> **Stored items**:
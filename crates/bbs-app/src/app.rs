//! Application state machine.
//!
//! This module defines the [`App`] state machine, which drives the screen
//! progression completely decoupled from I/O.
//!
//! This is a pure state machine: it consumes [`crate::AppEvent`] inputs at an
//! explicit instant and produces [`crate::AppAction`] instructions for the
//! runtime to execute.
//!
//! # Responsibilities
//!
//! - Chooses the initial phase from the session's unlocked flag.
//! - Mounts and unmounts the per-screen engines on phase changes.
//! - Pairs every input capture with its release.
//! - Stores terminal dimensions and the feed scroll position.

use std::time::Instant;

use bbs_core::{GateOutcome, SessionStore, Timestamp, session};
use bbs_posts::PostSummary;

use crate::{
    AppAction, AppConfig, AppEvent, AppPhase, BootScreen, Feed, KeyInput, SplashScreen,
};

/// Application state machine.
///
/// Pure state machine that processes events and produces actions.
/// No I/O dependencies - fully testable in simulation.
#[derive(Debug, Clone)]
pub struct App<I = Instant> {
    config: AppConfig,
    phase: AppPhase,
    /// Session flag as read at construction.
    unlocked_at_start: bool,
    started: bool,
    boot: Option<BootScreen<I>>,
    splash: Option<SplashScreen<I>>,
    feed: Option<Feed<I>>,
    /// Whether any key or click is currently captured as input.
    capturing: bool,
    /// Terminal dimensions (columns, rows).
    terminal_size: (u16, u16),
    /// Index of the first feed entry on screen.
    scroll: usize,
}

impl<I: Timestamp> App<I> {
    /// Create an app. `unlocked` is the session flag read at startup.
    pub fn new(config: AppConfig, unlocked: bool) -> Self {
        Self {
            config,
            phase: if unlocked { AppPhase::Content } else { AppPhase::Boot },
            unlocked_at_start: unlocked,
            started: false,
            boot: None,
            splash: None,
            feed: None,
            capturing: false,
            terminal_size: (80, 24),
            scroll: 0,
        }
    }

    /// Create an app, reading the unlocked flag from `store`.
    pub fn from_session<S: SessionStore + ?Sized>(config: AppConfig, store: &S) -> Self {
        Self::new(config, session::is_unlocked(store))
    }

    /// Mount the initial phase at `now`. Subsequent calls do nothing.
    pub fn start(&mut self, now: I) -> Vec<AppAction> {
        if self.started {
            return Vec::new();
        }
        self.started = true;

        let mut actions = Vec::new();
        if self.unlocked_at_start {
            tracing::debug!("session already unlocked, skipping to content");
            self.enter_content(&mut actions);
        } else {
            self.enter_boot(now, &mut actions);
        }
        actions.push(AppAction::Render);
        actions
    }

    /// Process an event at `now` and return actions.
    pub fn handle(&mut self, event: AppEvent, now: I) -> Vec<AppAction> {
        if !self.started {
            return Vec::new();
        }

        match event {
            AppEvent::Key(KeyInput::Interrupt) => vec![AppAction::Quit],
            AppEvent::Resize(cols, rows) => {
                self.terminal_size = (cols, rows);
                vec![AppAction::Render]
            },
            AppEvent::Tick => self.handle_tick(now),
            AppEvent::Key(key) => self.handle_key(key, now),
            AppEvent::Click => self.handle_click(now),
            AppEvent::PostsLoaded { posts } => self.handle_posts(posts, now),
            AppEvent::PostsFailed { message } => {
                if self.feed.as_mut().is_some_and(Feed::fail) {
                    tracing::warn!(error = %message, "post fetch failed");
                    vec![AppAction::Render]
                } else {
                    vec![]
                }
            },
        }
    }

    fn handle_posts(&mut self, posts: Vec<PostSummary>, now: I) -> Vec<AppAction> {
        let count = posts.len();
        let accepted = self.feed.as_mut().is_some_and(|feed| feed.load(posts, now));
        if !accepted {
            tracing::warn!(phase = %self.phase, "ignoring posts delivered outside a pending fetch");
            return vec![];
        }
        tracing::debug!(count, "posts loaded");
        vec![AppAction::Render]
    }

    fn handle_tick(&mut self, now: I) -> Vec<AppAction> {
        let redraw = match self.phase {
            AppPhase::Boot => self.boot.as_mut().is_some_and(|boot| boot.poll(now)),
            AppPhase::Splash => self.advance_splash(now),
            AppPhase::Content => self.feed.as_mut().is_some_and(|feed| feed.poll(now)),
        };
        redraw_if(redraw)
    }

    fn handle_click(&mut self, now: I) -> Vec<AppAction> {
        match self.phase {
            AppPhase::Boot => self.leave_boot(now),
            AppPhase::Splash => redraw_if(self.advance_splash(now)),
            AppPhase::Content => vec![],
        }
    }

    /// Catch the splash engines up to `now`. Input can arrive faster than
    /// ticks, and the gate must not wait for the next frame to mount.
    fn advance_splash(&mut self, now: I) -> bool {
        self.splash.as_mut().is_some_and(|splash| splash.poll(now))
    }

    fn handle_key(&mut self, key: KeyInput, now: I) -> Vec<AppAction> {
        match self.phase {
            AppPhase::Boot => self.leave_boot(now),
            AppPhase::Splash => self.handle_splash_key(key, now),
            AppPhase::Content => self.handle_content_key(key),
        }
    }

    fn handle_splash_key(&mut self, key: KeyInput, now: I) -> Vec<AppAction> {
        if key == KeyInput::Esc {
            return vec![AppAction::Quit];
        }
        let advanced = self.advance_splash(now);
        let Some(splash) = self.splash.as_mut() else {
            return vec![];
        };
        if !splash.is_revealed() {
            return redraw_if(advanced);
        }

        match key {
            KeyInput::Char(c) => splash.push(c),
            KeyInput::Backspace => splash.backspace(),
            KeyInput::Enter => {
                if splash.submit(now) == Some(GateOutcome::Success) {
                    return self.unlock();
                }
            },
            _ => return redraw_if(advanced),
        }
        vec![AppAction::Render]
    }

    fn handle_content_key(&mut self, key: KeyInput) -> Vec<AppAction> {
        let last = self.feed.as_ref().map_or(0, |feed| feed.entries().len().saturating_sub(1));
        let page = self.config.page_size.max(1);

        let scroll = match key {
            KeyInput::Esc => return vec![AppAction::Quit],
            KeyInput::Up => self.scroll.saturating_sub(1),
            KeyInput::Down => self.scroll.saturating_add(1),
            KeyInput::PageUp => self.scroll.saturating_sub(page),
            KeyInput::PageDown => self.scroll.saturating_add(page),
            KeyInput::Home => 0,
            KeyInput::End => last,
            _ => return vec![],
        }
        .min(last);

        if scroll == self.scroll {
            return vec![];
        }
        self.scroll = scroll;
        vec![AppAction::Render]
    }

    fn enter_boot(&mut self, now: I, actions: &mut Vec<AppAction>) {
        self.phase = AppPhase::Boot;
        self.boot = Some(BootScreen::mount(&self.config, now));
        if !self.capturing {
            self.capturing = true;
            actions.push(AppAction::CaptureAnyInput);
        }
    }

    fn leave_boot(&mut self, now: I) -> Vec<AppAction> {
        let mut actions = Vec::new();
        if let Some(mut boot) = self.boot.take() {
            boot.cancel();
        }
        if self.capturing {
            self.capturing = false;
            actions.push(AppAction::ReleaseAnyInput);
        }

        tracing::debug!("boot -> splash");
        self.phase = AppPhase::Splash;
        self.splash = Some(SplashScreen::mount(&self.config, now));
        actions.push(AppAction::Render);
        actions
    }

    /// Gate success: leave the splash for good and persist the flag.
    fn unlock(&mut self) -> Vec<AppAction> {
        if let Some(mut splash) = self.splash.take() {
            splash.cancel();
        }
        tracing::debug!("splash -> content");

        let mut actions = vec![AppAction::PersistUnlock];
        self.enter_content(&mut actions);
        actions.push(AppAction::Render);
        actions
    }

    fn enter_content(&mut self, actions: &mut Vec<AppAction>) {
        self.phase = AppPhase::Content;
        self.feed = Some(Feed::from_config(&self.config));
        self.scroll = 0;
        actions.push(AppAction::FetchPosts);
    }

    /// Active phase.
    pub fn phase(&self) -> AppPhase {
        self.phase
    }

    /// Whether [`Self::start`] ran.
    pub fn is_started(&self) -> bool {
        self.started
    }

    /// Configuration.
    pub fn config(&self) -> &AppConfig {
        &self.config
    }

    /// Boot screen. `Some` only in Boot.
    pub fn boot(&self) -> Option<&BootScreen<I>> {
        self.boot.as_ref()
    }

    /// Splash screen. `Some` only in Splash.
    pub fn splash(&self) -> Option<&SplashScreen<I>> {
        self.splash.as_ref()
    }

    /// Post feed. `Some` only in Content.
    pub fn feed(&self) -> Option<&Feed<I>> {
        self.feed.as_ref()
    }

    /// Whether any key or click is captured as input.
    pub fn is_capturing_input(&self) -> bool {
        self.capturing
    }

    /// Terminal dimensions (columns, rows).
    pub fn terminal_size(&self) -> (u16, u16) {
        self.terminal_size
    }

    /// Index of the first feed entry on screen.
    pub fn scroll(&self) -> usize {
        self.scroll
    }
}

fn redraw_if(redraw: bool) -> Vec<AppAction> {
    if redraw { vec![AppAction::Render] } else { vec![] }
}

#[cfg(test)]
mod tests {
    use std::time::Duration;

    use super::*;

    fn ms(n: u64) -> Duration {
        Duration::from_millis(n)
    }

    fn started(unlocked: bool) -> (App<Instant>, Instant, Vec<AppAction>) {
        let t0 = Instant::now();
        let mut app = App::new(AppConfig::default(), unlocked);
        let actions = app.start(t0);
        (app, t0, actions)
    }

    #[test]
    fn locked_session_starts_in_boot_with_capture() {
        let (app, _, actions) = started(false);
        assert_eq!(app.phase(), AppPhase::Boot);
        assert_eq!(actions, vec![AppAction::CaptureAnyInput, AppAction::Render]);
        assert!(app.is_capturing_input());
    }

    #[test]
    fn unlocked_session_skips_to_content_without_persisting() {
        let (app, _, actions) = started(true);
        assert_eq!(app.phase(), AppPhase::Content);
        assert_eq!(actions, vec![AppAction::FetchPosts, AppAction::Render]);
        assert!(app.boot().is_none());
    }

    #[test]
    fn events_before_start_are_ignored() {
        let mut app: App<Instant> = App::new(AppConfig::default(), false);
        assert!(app.handle(AppEvent::Key(KeyInput::Enter), Instant::now()).is_empty());
        assert_eq!(app.phase(), AppPhase::Boot);
    }

    #[test]
    fn any_key_leaves_boot_and_releases_capture() {
        let (mut app, t0, _) = started(false);
        let actions = app.handle(AppEvent::Key(KeyInput::Esc), t0 + ms(5));

        assert_eq!(actions, vec![AppAction::ReleaseAnyInput, AppAction::Render]);
        assert_eq!(app.phase(), AppPhase::Splash);
        assert!(!app.is_capturing_input());
        assert!(app.boot().is_none());
    }

    #[test]
    fn click_leaves_boot_but_not_splash() {
        let (mut app, t0, _) = started(false);
        app.handle(AppEvent::Click, t0);
        assert_eq!(app.phase(), AppPhase::Splash);

        assert!(app.handle(AppEvent::Click, t0).is_empty());
        assert_eq!(app.phase(), AppPhase::Splash);
    }

    #[test]
    fn interrupt_quits_from_boot() {
        let (mut app, t0, _) = started(false);
        assert_eq!(app.handle(AppEvent::Key(KeyInput::Interrupt), t0), vec![AppAction::Quit]);
        assert_eq!(app.phase(), AppPhase::Boot);
    }

    #[test]
    fn resize_is_recorded() {
        let (mut app, t0, _) = started(true);
        assert_eq!(app.handle(AppEvent::Resize(120, 40), t0), vec![AppAction::Render]);
        assert_eq!(app.terminal_size(), (120, 40));
    }

    #[test]
    fn failed_fetch_renders_once() {
        let (mut app, t0, _) = started(true);
        let failed = || AppEvent::PostsFailed { message: "offline".into() };

        assert_eq!(app.handle(failed(), t0), vec![AppAction::Render]);
        assert_eq!(app.feed().map(Feed::placeholder), Some(Some(crate::feed::ERROR_MESSAGE)));
        assert!(app.handle(failed(), t0 + ms(10)).is_empty());
    }

    #[test]
    fn typing_catches_up_logo_without_ticks() {
        let (mut app, t0, _) = started(false);
        app.handle(AppEvent::Click, t0);

        // No tick since the splash mounted; the key itself advances the logo.
        let actions = app.handle(AppEvent::Key(KeyInput::Char('b')), t0 + ms(2000));
        assert_eq!(actions, vec![AppAction::Render]);

        let splash = app.splash().unwrap();
        assert!(splash.is_revealed());
        assert_eq!(splash.gate().attempt(), "b");
    }

    #[test]
    fn click_advances_splash_logo() {
        let (mut app, t0, _) = started(false);
        app.handle(AppEvent::Click, t0);

        assert_eq!(app.handle(AppEvent::Click, t0 + ms(2000)), vec![AppAction::Render]);
        assert!(app.splash().is_some_and(SplashScreen::is_revealed));
        assert_eq!(app.phase(), AppPhase::Splash);
    }

    #[test]
    fn stray_posts_are_ignored_outside_content() {
        let (mut app, t0, _) = started(false);
        assert!(app.handle(AppEvent::PostsLoaded { posts: Vec::new() }, t0).is_empty());
        assert!(app.feed().is_none());
    }
}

> **EXERCISE DETAILS**: Please copy the lines in the records above between the one holding "drives the screen" and the one holding "instructions for the", inclusive, exactly and with no other line.

> **ANSWER BOX**:
//! This module defines the [`App`] state machine, which drives the screen
//! progression completely decoupled from I/O.
//!
//! This is a pure state machine: it consumes [`crate::AppEvent`] inputs at an
//! explicit instant and produces [`crate::AppAction`] instructions for the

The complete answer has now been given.